Obesity and covid-19 – connection confirmed in several studies
A systematic review of research, published in the journal Obesity Research & Clinical Practice, says that obesity is a factor that favors the rapid progression of the disease. The article included data from nine clinical studies, which together reported the progress of 6,577 Sars-CoV-2 infected patients in five countries. Recent studies indicate that chronic low grade inflammation typical of obesity – caused by excessive fat cell growth – “makes the storm of inflammatory cytokines triggered by Sars-CoV-2 even more damaging to the lung“. In general, overweight people may experience changes in antibody production and some degree of chronic inflammation that favour disease progression.
Jean-François Delfraissy, epidemiologist and chairman of the French scientific council for the covid-19 pandemic, said that the United States was in a particularly vulnerable situation because a large part of the population suffered from obesity. According to the US Centre for Disease Prevention and Control (CDC), 42.4% of adults suffered from obesity in that country in 2018.
In the US, obesity has been closely associated with high per capita mortality rates by Covid-19 in places like New Orleans – twice as high as New York and four times as high as Seatlle, the other cities most affected. Doctors and health professionals associate this mortality rate with the fact that a large part of this population suffers from obesity, diabetes and hypertension.
A French study of an intensive care unit in Lille revealed that patients with obesity grade II presented a risk of mechanical ventilation more than seven times higher than those with normal weight.
A New York study revealed that 21% of infected individuals had grade I obesity and 16% had grade II and II obesity.
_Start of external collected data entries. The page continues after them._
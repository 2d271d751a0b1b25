//! maxixe: a verifier for block-structured formal proofs
//!
//! A proof text declares rules of inference (typed hypotheses and a
//! conclusion schema), optionally block rules governing nested
//! case-based sub-proofs, a goal term, and a sequence of steps each
//! justified by a rule applied to prior results or atoms. This crate
//! parses such a text and checks that every step is a valid instance
//! of its rule, that every block satisfies its block rule, and that
//! the proof reaches its declared goal. It never searches for proofs;
//! it only checks the one it is given.

pub mod ast;
pub mod checker;
pub mod parser;
pub mod term;
pub mod unification;

// Re-export the types most callers need
pub use ast::{
    Block, BlockId, BlockRule, BlockRuleCase, Case, CaseItem, HypAttr, Hypothesis, Proof, Rule,
    Step, StepId,
};
pub use checker::{check, CheckError, Checker, ReasoningError, StructureError};
pub use parser::parse_proof;
pub use term::{ResolveError, Term, Unifier};
pub use unification::{match_term, MatchError};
Even in the youngest patients (<60 years) the risk of hospitalization doubles for grade I obesity, and increases between 2.2 and 3.6 times, in grade II and III.
Another US study even says that the chronic disease with the highest association to the risk of hospitalisation was obesity, even when compared to cardiovascular or lung disease.
A more recent study, which assessed 5700 patients hospitalized with Covid-19 in New York, confirmed that the most common comorbidities among all 5700 patients were hypertension (57%), obesity (41%) and diabetes (34%).
According to World Health Organisation (WHO) data, by 2016 more than 1900 million adults were overweight – over 650 million of these were obese.